Have a question about this project? Sign up for a free GitHub account to open an issue and contact its maintainers and the community.

By clicking “Sign up for GitHub”, you agree to our terms of service and privacy statement. We’ll occasionally send you account related emails.
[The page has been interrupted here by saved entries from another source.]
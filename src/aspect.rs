//! `preserveAspectRatio`: how a box of one size is laid out inside another.

use serde::{Deserialize, Serialize};

use crate::geometry::Size;
use crate::transform::AffineTransform;

/// Where the scaled content sits inside the target box.
#[derive(Debug, Clone, Copy, Default, PartialEq, Eq, Serialize, Deserialize)]
pub enum Align {
    /// Scale each axis independently to fill the target exactly.
    None,
    XMinYMin,
    XMidYMin,
    XMaxYMin,
    XMinYMid,
    #[default]
    XMidYMid,
    XMaxYMid,
    XMinYMax,
    XMidYMax,
    XMaxYMax,
}

impl Align {
    /// Fraction of the leftover space placed before the content, per axis.
    fn factors(self) -> (f64, f64) {
        match self {
            Align::None | Align::XMinYMin => (0.0, 0.0),
            Align::XMidYMin => (0.5, 0.0),
            Align::XMaxYMin => (1.0, 0.0),
            Align::XMinYMid => (0.0, 0.5),
            Align::XMidYMid => (0.5, 0.5),
            Align::XMaxYMid => (1.0, 0.5),
            Align::XMinYMax => (0.0, 1.0),
            Align::XMidYMax => (0.5, 1.0),
            Align::XMaxYMax => (1.0, 1.0),
        }
    }

    fn from_keyword(s: &str) -> Option<Self> {
        Some(match s {
            "none" => Align::None,
            "xMinYMin" => Align::XMinYMin,
            "xMidYMin" => Align::XMidYMin,
            "xMaxYMin" => Align::XMaxYMin,
            "xMinYMid" => Align::XMinYMid,
            "xMidYMid" => Align::XMidYMid,
            "xMaxYMid" => Align::XMaxYMid,
            "xMinYMax" => Align::XMinYMax,
            "xMidYMax" => Align::XMidYMax,
            "xMaxYMax" => Align::XMaxYMax,
            _ => return None,
        })
    }
}

#[derive(Debug, Clone, Copy, Default, PartialEq, Eq, Serialize, Deserialize)]
pub enum Scaling {
    /// Whole content visible; uses the smaller axis ratio.
    #[default]
    Meet,
    /// Target fully covered; uses the larger axis ratio.
    Slice,
}

#[derive(Debug, Clone, Copy, Default, PartialEq, Eq, Serialize, Deserialize)]
pub struct PreserveAspectRatio {
    pub align: Align,
    pub scaling: Scaling,
}

impl PreserveAspectRatio {
    /// Uniform fit pinned to the top-left corner.
    pub const FIT: PreserveAspectRatio = PreserveAspectRatio {
        align: Align::XMinYMin,
        scaling: Scaling::Meet,
    };

    /// Parse the attribute value. Unknown keywords fall back to the default
    /// (`xMidYMid meet`); a leading `defer` is ignored.
    pub fn parse(s: &str) -> Self {
        let mut words = s.split_whitespace().peekable();
        if words.peek() == Some(&"defer") {
            words.next();
        }
        let align = words.next().and_then(Align::from_keyword).unwrap_or_default();
        let scaling = match words.next() {
            Some("slice") => Scaling::Slice,
            _ => Scaling::Meet,
        };
        Self { align, scaling }
    }

    /// Transform that lays a box of `size` out inside a box of `into`, both
    /// anchored at the origin.
    ///
    /// A zero-sized axis in `size` can't be scaled; the other axis' ratio is
    /// used for it, and a fully degenerate `size` gives the identity.
    pub fn layout(&self, size: Size, into: Size) -> AffineTransform {
        let ratio = |from: f64, to: f64| (from != 0.0).then(|| to / from);
        let (sx, sy) = match (ratio(size.width, into.width), ratio(size.height, into.height)) {
            (Some(sx), Some(sy)) => (sx, sy),
            (Some(s), None) | (None, Some(s)) => (s, s),
            (None, None) => return AffineTransform::IDENTITY,
        };

        if self.align == Align::None {
            return AffineTransform::scaling(sx, sy);
        }

        let s = match self.scaling {
            Scaling::Meet => sx.min(sy),
            Scaling::Slice => sx.max(sy),
        };
        let (fx, fy) = self.align.factors();
        let dx = (into.width - size.width * s) * fx;
        let dy = (into.height - size.height * s) * fy;
        AffineTransform::scaling(s, s).then(&AffineTransform::translation(dx, dy))
    }
}
//! Plain geometry value types shared by shapes, transforms and layout.

use serde::{Deserialize, Serialize};

#[derive(Debug, Clone, Copy, Default, PartialEq, Serialize, Deserialize)]
pub struct Point {
    pub x: f64,
    pub y: f64,
}

impl Point {
    pub fn new(x: f64, y: f64) -> Self {
        Self { x, y }
    }
}

#[derive(Debug, Clone, Copy, Default, PartialEq, Serialize, Deserialize)]
pub struct Size {
    pub width: f64,
    pub height: f64,
}

impl Size {
    pub fn new(width: f64, height: f64) -> Self {
        Self { width, height }
    }
}

/// An axis-aligned rectangle in some shape's own coordinate frame.
#[derive(Debug, Clone, Copy, Default, PartialEq, Serialize, Deserialize)]
pub struct Rect {
    pub x: f64,
    pub y: f64,
    pub width: f64,
    pub height: f64,
}

impl Rect {
    pub fn new(x: f64, y: f64, width: f64, height: f64) -> Self {
        Self {
            x,
            y,
            width,
            height,
        }
    }

    pub fn min_x(&self) -> f64 {
        self.x
    }

    pub fn min_y(&self) -> f64 {
        self.y
    }

    pub fn max_x(&self) -> f64 {
        self.x + self.width
    }

    pub fn max_y(&self) -> f64 {
        self.y + self.height
    }

    pub fn origin(&self) -> Point {
        Point::new(self.x, self.y)
    }

    pub fn size(&self) -> Size {
        Size::new(self.width, self.height)
    }

    /// Smallest rectangle containing every point. Empty input gives the zero rect.
    pub fn from_points(points: impl IntoIterator<Item = Point>) -> Self {
        let mut iter = points.into_iter();
        let Some(first) = iter.next() else {
            return Rect::default();
        };
        let (mut min_x, mut min_y, mut max_x, mut max_y) = (first.x, first.y, first.x, first.y);
        for p in iter {
            min_x = min_x.min(p.x);
            min_y = min_y.min(p.y);
            max_x = max_x.max(p.x);
            max_y = max_y.max(p.y);
        }
        Rect::new(min_x, min_y, max_x - min_x, max_y - min_y)
    }

    /// Bounding union of two rectangles.
    pub fn union(&self, other: &Rect) -> Rect {
        Rect::from_points([
            self.origin(),
            Point::new(self.max_x(), self.max_y()),
            other.origin(),
            Point::new(other.max_x(), other.max_y()),
        ])
    }
}
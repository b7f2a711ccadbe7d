//! # Shapes
//!
//! The resolved value a renderer consumes: geometry plus the transform, paint
//! and stroke parsed from the element's attributes. Also home to the
//! coordinate-space reconciler, which only needs [`Bounded`].

use serde::{Deserialize, Serialize};

use crate::aspect::PreserveAspectRatio;
use crate::geometry::{Point, Rect, Size};
use crate::path::SvgPath;
use crate::style::{Paint, Stroke, TextAnchor};
use crate::transform::AffineTransform;

/// Anything with an extent in its own coordinate frame.
pub trait Bounded {
    fn bounds(&self) -> Rect;
}

impl Bounded for Rect {
    fn bounds(&self) -> Rect {
        *self
    }
}

/// A parsed SVG element.
#[derive(Debug, Clone, PartialEq, Serialize, Deserialize)]
#[serde(rename_all = "camelCase")]
pub struct Shape {
    #[serde(default, skip_serializing_if = "Option::is_none")]
    pub id: Option<String>,
    pub kind: ShapeKind,
    #[serde(default)]
    pub transform: AffineTransform,
    #[serde(default)]
    pub fill: Option<Paint>,
    #[serde(default)]
    pub stroke: Option<Stroke>,
    #[serde(default = "default_opacity")]
    pub opacity: f64,
}

fn default_opacity() -> f64 {
    1.0
}

impl Shape {
    pub fn new(kind: ShapeKind) -> Self {
        Self {
            id: None,
            kind,
            transform: AffineTransform::IDENTITY,
            fill: None,
            stroke: None,
            opacity: 1.0,
        }
    }

    /// Bounds after this shape's own transform, i.e. in its parent's frame.
    pub fn transformed_bounds(&self) -> Rect {
        let b = self.bounds();
        if self.transform.is_identity() {
            return b;
        }
        Rect::from_points(
            [
                Point::new(b.min_x(), b.min_y()),
                Point::new(b.max_x(), b.min_y()),
                Point::new(b.max_x(), b.max_y()),
                Point::new(b.min_x(), b.max_y()),
            ]
            .map(|p| self.transform.apply(p)),
        )
    }
}

/// Geometry for each supported element.
#[derive(Debug, Clone, PartialEq, Serialize, Deserialize)]
#[serde(tag = "type")]
pub enum ShapeKind {
    Rect {
        x: f64,
        y: f64,
        width: f64,
        height: f64,
        rx: f64,
        ry: f64,
    },
    Circle {
        cx: f64,
        cy: f64,
        r: f64,
    },
    Ellipse {
        cx: f64,
        cy: f64,
        rx: f64,
        ry: f64,
    },
    Line {
        x1: f64,
        y1: f64,
        x2: f64,
        y2: f64,
    },
    Polyline {
        points: Vec<Point>,
    },
    Polygon {
        points: Vec<Point>,
    },
    Path {
        path: SvgPath,
    },
    Text {
        x: f64,
        y: f64,
        anchor: TextAnchor,
        content: String,
    },
    /// Reference to another element by id.
    Use {
        href: Option<String>,
        x: f64,
        y: f64,
    },
    Group {
        children: Vec<Shape>,
    },
}

impl Bounded for Shape {
    fn bounds(&self) -> Rect {
        match &self.kind {
            ShapeKind::Rect {
                x,
                y,
                width,
                height,
                ..
            } => Rect::new(*x, *y, *width, *height),
            ShapeKind::Circle { cx, cy, r } => Rect::new(cx - r, cy - r, 2.0 * r, 2.0 * r),
            ShapeKind::Ellipse { cx, cy, rx, ry } => {
                Rect::new(cx - rx, cy - ry, 2.0 * rx, 2.0 * ry)
            }
            ShapeKind::Line { x1, y1, x2, y2 } => {
                Rect::from_points([Point::new(*x1, *y1), Point::new(*x2, *y2)])
            }
            ShapeKind::Polyline { points } | ShapeKind::Polygon { points } => {
                Rect::from_points(points.iter().copied())
            }
            ShapeKind::Path { path } => path.bounds(),
            // Text metrics live in the renderer; only the anchor point is known.
            ShapeKind::Text { x, y, .. } | ShapeKind::Use { x, y, .. } => {
                Rect::new(*x, *y, 0.0, 0.0)
            }
            ShapeKind::Group { children } => children
                .iter()
                .map(Shape::transformed_bounds)
                .reduce(|acc, r| acc.union(&r))
                .unwrap_or_default(),
        }
    }
}

/// Transform mapping `respective`, whose bounds are expressed as fractions of
/// a unit box, into the absolute frame of `absolute`.
///
/// The target size is `absolute` scaled component-wise by the respective
/// size. The respective box is fitted into it without distortion, then moved
/// to the absolute origin.
pub fn transform_in_respective_coords(
    respective: &impl Bounded,
    absolute: &impl Bounded,
) -> AffineTransform {
    let absolute_bounds = absolute.bounds();
    let respective_bounds = respective.bounds();

    let final_size = Size::new(
        absolute_bounds.width * respective_bounds.width,
        absolute_bounds.height * respective_bounds.height,
    );
    let scale = PreserveAspectRatio::FIT.layout(respective_bounds.size(), final_size);
    let mv = AffineTransform::translation(absolute_bounds.min_x(), absolute_bounds.min_y());
    scale.then(&mv)
}

#[cfg(test)]
mod tests {
    use super::*;
    use crate::path::FillRule;

    fn rect(x: f64, y: f64, width: f64, height: f64) -> Shape {
        Shape::new(ShapeKind::Rect {
            x,
            y,
            width,
            height,
            rx: 0.0,
            ry: 0.0,
        })
    }

    #[test]
    fn test_reconcile_maps_origin_to_absolute_origin() {
        let t = transform_in_respective_coords(
            &Rect::new(0.0, 0.0, 1.0, 1.0),
            &Rect::new(5.0, 5.0, 100.0, 50.0),
        );
        assert_eq!(t.apply(Point::new(0.0, 0.0)), Point::new(5.0, 5.0));
        // uniform scale by the smaller side
        assert_eq!(t.apply(Point::new(1.0, 1.0)), Point::new(55.0, 55.0));
    }

    #[test]
    fn test_reconcile_with_shapes() {
        let respective = Shape::new(ShapeKind::Circle {
            cx: 0.5,
            cy: 0.5,
            r: 0.5,
        });
        let absolute = rect(10.0, 20.0, 40.0, 40.0);
        let t = transform_in_respective_coords(&respective, &absolute);
        assert_eq!(t.apply(Point::new(1.0, 1.0)), Point::new(50.0, 60.0));
    }

    #[test]
    fn test_basic_bounds() {
        let circle = Shape::new(ShapeKind::Circle {
            cx: 10.0,
            cy: 10.0,
            r: 5.0,
        });
        assert_eq!(circle.bounds(), Rect::new(5.0, 5.0, 10.0, 10.0));
        let line = Shape::new(ShapeKind::Line {
            x1: 4.0,
            y1: 0.0,
            x2: 0.0,
            y2: 3.0,
        });
        assert_eq!(line.bounds(), Rect::new(0.0, 0.0, 4.0, 3.0));
        let path = Shape::new(ShapeKind::Path {
            path: SvgPath::parse_d("M1 1 L3 4", FillRule::Winding),
        });
        assert_eq!(path.bounds(), Rect::new(1.0, 1.0, 2.0, 3.0));
    }

    #[test]
    fn test_group_bounds_apply_child_transforms() {
        let mut moved = rect(0.0, 0.0, 10.0, 10.0);
        moved.transform = AffineTransform::translation(100.0, 0.0);
        let group = Shape::new(ShapeKind::Group {
            children: vec![rect(0.0, 0.0, 10.0, 10.0), moved],
        });
        assert_eq!(group.bounds(), Rect::new(0.0, 0.0, 110.0, 10.0));
    }

    #[test]
    fn test_empty_group_bounds() {
        let group = Shape::new(ShapeKind::Group { children: vec![] });
        assert_eq!(group.bounds(), Rect::default());
    }

    #[test]
    fn test_shape_json_tagging() {
        let json = serde_json::to_value(rect(1.0, 2.0, 3.0, 4.0)).unwrap();
        assert_eq!(json["kind"]["type"], "Rect");
        assert_eq!(json["opacity"], 1.0);
        assert_eq!(json["transform"]["a"], 1.0);
    }
}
Already on GitHub? Sign in to your account

Question: IBFT 2.0 Fault Tolerance Discrepancy between Documentation and Paper #8120

Open
HaoXuan40404 opened this issue Jan 15, 2025 · 1 comment

Comments

@HaoXuan40404
Copy link

Description
I noticed a potential discrepancy regarding IBFT 2.0's fault tolerance capability between the Besu documentation and the IBFT 2.0 paper.

Current Behavior
According to the Besu documentation, a 6-node IBFT 2.0 network can tolerate 2 faulty nodes.

Expected Behavior
Based on the IBFT 2.0 paper, Section 2 (Failure Model), a 6-node network should only be able to tolerate 1 faulty node according to the traditional Byzantine Fault Tolerance formula: n = 3f + 1, where:

n is the total number of nodes
f is the number of faulty nodes

Question
Could you explain why there is a difference between the documentation and the theoretical model? Is there a specific implementation in Besu that enables higher fault tolerance than the traditional BFT model suggests?

Environment

  • Consensus Protocol: IBFT 2.0
@HaoXuan40404
Copy link
Author

PBFT consensus with the following scenario:

Total nodes (n) = 6
Byzantine nodes (f) = 1
Disconnected nodes = 1
Normal functioning nodes = 4

It satisfies the basic PBFT requirement where n ≥ 3f + 1:

With f = 1, we need n ≥ 3(1) + 1 = 4
Our n = 6 satisfies this condition (6 > 4)
For consensus, PBFT requires 2f + 1 nodes to participate:

With f = 1, we need 2(1) + 1 = 3 nodes
We have 4 normal functioning nodes available (after subtracting 1 Byzantine and 1 disconnected node)
4 available nodes > 3 required nodes

Could you please confirm if this analysis is correct? Would the system be able to reach consensus in this scenario?
Thank you for your help in clarifying this.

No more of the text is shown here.